(The task): Retype everything in the entries that follow, exactly as shown.

(Supplied data):
☆ ☆ ☆ ☆

//! Tilde Compiler Library
//!
//! Compiles Tilde (`.td`) source to 32-bit x86 assembly in FASM syntax
//! targeting a PE executable. The pipeline: include resolution and
//! parsing, semantic analysis to a fixed point (monomorphization happens
//! on demand during analysis), then code generation. Warnings never block
//! emission; any error-severity diagnostic suppresses it.
//!
//! ```rust,ignore
//! use tdc::{CompilerConfig, compile_file};
//!
//! let outcome = compile_file(Path::new("app.td"), &CompilerConfig::default())?;
//! eprint!("{}", tdc::format_diagnostics(&outcome.diagnostics));
//! if let Some(assembly) = outcome.assembly {
//!     std::fs::write("app.asm", assembly)?;
//! }
//! ```

pub mod analyzer;
pub mod ast;
pub mod codegen;
pub mod config;
pub mod context;
pub mod diagnostics;
pub mod folding;
pub mod functions;
pub mod imports;
pub mod includes;
pub mod layout;
pub mod lexer;
pub mod monomorph;
pub mod parser;
pub mod repository;
pub mod resolver;
pub mod runner;
pub mod session;
pub mod symbols;
pub mod types;
pub mod vtable;

pub use codegen::{CodeGen, CodeGenError};
pub use config::CompilerConfig;
pub use diagnostics::{Diagnostic, Severity, format_diagnostics, has_errors};
pub use parser::Parser;
pub use session::Session;

use crate::ast::Program;
use crate::imports::ImportManifest;
use crate::includes::IncludeResolver;
use crate::runner::SemanticRunner;
use std::path::Path;
use std::process::Command;

/// Result of one compile: diagnostics in encounter order plus the FASM
/// text when no error-severity diagnostic was produced.
#[derive(Debug)]
pub struct CompileOutcome {
    pub diagnostics: Vec<Diagnostic>,
    pub assembly: Option<String>,
}

/// Compile an entry source file and everything it includes
pub fn compile_file(entry: &Path, config: &CompilerConfig) -> Result<CompileOutcome, String> {
    let program = IncludeResolver::new().resolve(entry)?;
    compile_program(program, config)
}

/// Compile a single in-memory unit (no include resolution)
pub fn compile_source(
    source: &str,
    file_name: &str,
    config: &CompilerConfig,
) -> Result<CompileOutcome, String> {
    let mut parser = Parser::new(source, file_name)?;
    let unit = parser.parse_unit()?;
    let program = Program {
        imports: Vec::new(),
        units: vec![unit],
    };
    compile_program(program, config)
}

/// Run the analysis and code generation pipeline over a parsed program
pub fn compile_program(
    mut program: Program,
    config: &CompilerConfig,
) -> Result<CompileOutcome, String> {
    let mut manifests = Vec::new();
    for path in &config.import_manifest_paths {
        let content = std::fs::read_to_string(path)
            .map_err(|e| format!("Failed to read import manifest '{}': {}", path.display(), e))?;
        manifests.push(ImportManifest::parse(&content)?);
    }

    if config.fold_constants {
        folding::fold_program(&mut program);
    }

    let has_main = program.units.iter().any(|unit| {
        unit.functions
            .iter()
            .any(|f| f.name == "main" && f.owner.is_none() && !f.is_external())
    });
    if !has_main {
        return Err("No main function defined".to_string());
    }

    let session = Session::new(program);
    session.with_ctx(|ctx| {
        let diagnostics = SemanticRunner::run(ctx);
        if has_errors(&diagnostics) {
            return Ok(CompileOutcome {
                diagnostics,
                assembly: None,
            });
        }
        let mut codegen = CodeGen::new(ctx);
        match codegen.generate(&manifests) {
            Ok(assembly) => Ok(CompileOutcome {
                diagnostics,
                assembly: Some(assembly),
            }),
            // A generator failure after a clean analysis is a compiler
            // bug; abort emission rather than writing broken assembly.
            Err(e) => Err(format!("internal code generation failure: {}", e)),
        }
    })?
}

/// Assemble an emitted `.asm` file with the external FASM toolchain
pub fn assemble_with_fasm(asm_path: &Path, output_path: &Path) -> Result<(), String> {
    let output = Command::new("fasm")
        .arg(asm_path)
        .arg(output_path)
        .output()
        .map_err(|e| format!("Failed to run fasm: {}. Is FASM installed?", e))?;
    if !output.status.success() {
        let stderr = String::from_utf8_lossy(&output.stderr);
        let stdout = String::from_utf8_lossy(&output.stdout);
        return Err(format!("FASM failed:\n{}{}", stdout, stderr));
    }
    Ok(())
}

☆ ☆ ☆ ☆

(Answer to the exercise):
//! Tilde Compiler Library
//!
//! Compiles Tilde (`.td`) source to 32-bit x86 assembly in FASM syntax
//! targeting a PE executable. The pipeline: include resolution and
//! parsing, semantic analysis to a fixed point (monomorphization happens
//! on demand during analysis), then code generation. Warnings never block
//! emission; any error-severity diagnostic suppresses it.
//!
//! ```rust,ignore
//! use tdc::{CompilerConfig, compile_file};
//!
//! let outcome = compile_file(Path::new("app.td"), &CompilerConfig::default())?;
//! eprint!("{}", tdc::format_diagnostics(&outcome.diagnostics));
//! if let Some(assembly) = outcome.assembly {
//!     std::fs::write("app.asm", assembly)?;
//! }
//! ```

pub mod analyzer;
pub mod ast;
pub mod codegen;
pub mod config;
pub mod context;
pub mod diagnostics;
pub mod folding;
pub mod functions;
pub mod imports;
pub mod includes;
pub mod layout;
pub mod lexer;
pub mod monomorph;
pub mod parser;
pub mod repository;
pub mod resolver;
pub mod runner;
pub mod session;
pub mod symbols;
pub mod types;
pub mod vtable;

pub use codegen::{CodeGen, CodeGenError};
pub use config::CompilerConfig;
pub use diagnostics::{Diagnostic, Severity, format_diagnostics, has_errors};
pub use parser::Parser;
pub use session::Session;

use crate::ast::Program;
use crate::imports::ImportManifest;
use crate::includes::IncludeResolver;
use crate::runner::SemanticRunner;
use std::path::Path;
use std::process::Command;

/// Result of one compile: diagnostics in encounter order plus the FASM
/// text when no error-severity diagnostic was produced.
#[derive(Debug)]
pub struct CompileOutcome {
    pub diagnostics: Vec<Diagnostic>,
    pub assembly: Option<String>,
}

/// Compile an entry source file and everything it includes
pub fn compile_file(entry: &Path, config: &CompilerConfig) -> Result<CompileOutcome, String> {
    let program = IncludeResolver::new().resolve(entry)?;
    compile_program(program, config)
}

/// Compile a single in-memory unit (no include resolution)
pub fn compile_source(
    source: &str,
    file_name: &str,
    config: &CompilerConfig,
) -> Result<CompileOutcome, String> {
    let mut parser = Parser::new(source, file_name)?;
    let unit = parser.parse_unit()?;
    let program = Program {
        imports: Vec::new(),
        units: vec![unit],
    };
    compile_program(program, config)
}

/// Run the analysis and code generation pipeline over a parsed program
pub fn compile_program(
    mut program: Program,
    config: &CompilerConfig,
) -> Result<CompileOutcome, String> {
    let mut manifests = Vec::new();
    for path in &config.import_manifest_paths {
        let content = std::fs::read_to_string(path)
            .map_err(|e| format!("Failed to read import manifest '{}': {}", path.display(), e))?;
        manifests.push(ImportManifest::parse(&content)?);
    }

    if config.fold_constants {
        folding::fold_program(&mut program);
    }

    let has_main = program.units.iter().any(|unit| {
        unit.functions
            .iter()
            .any(|f| f.name == "main" && f.owner.is_none() && !f.is_external())
    });
    if !has_main {
        return Err("No main function defined".to_string());
    }

    let session = Session::new(program);
    session.with_ctx(|ctx| {
        let diagnostics = SemanticRunner::run(ctx);
        if has_errors(&diagnostics) {
            return Ok(CompileOutcome {
                diagnostics,
                assembly: None,
            });
        }
        let mut codegen = CodeGen::new(ctx);
        match codegen.generate(&manifests) {
            Ok(assembly) => Ok(CompileOutcome {
                diagnostics,
                assembly: Some(assembly),
            }),
            // A generator failure after a clean analysis is a compiler
            // bug; abort emission rather than writing broken assembly.
            Err(e) => Err(format!("internal code generation failure: {}", e)),
        }
    })?
}

/// Assemble an emitted `.asm` file with the external FASM toolchain
pub fn assemble_with_fasm(asm_path: &Path, output_path: &Path) -> Result<(), String> {
    let output = Command::new("fasm")
        .arg(asm_path)
        .arg(output_path)
        .output()
        .map_err(|e| format!("Failed to run fasm: {}. Is FASM installed?", e))?;
    if !output.status.success() {
        let stderr = String::from_utf8_lossy(&output.stderr);
        let stdout = String::from_utf8_lossy(&output.stdout);
        return Err(format!("FASM failed:\n{}{}", stdout, stderr));
    }
    Ok(())
}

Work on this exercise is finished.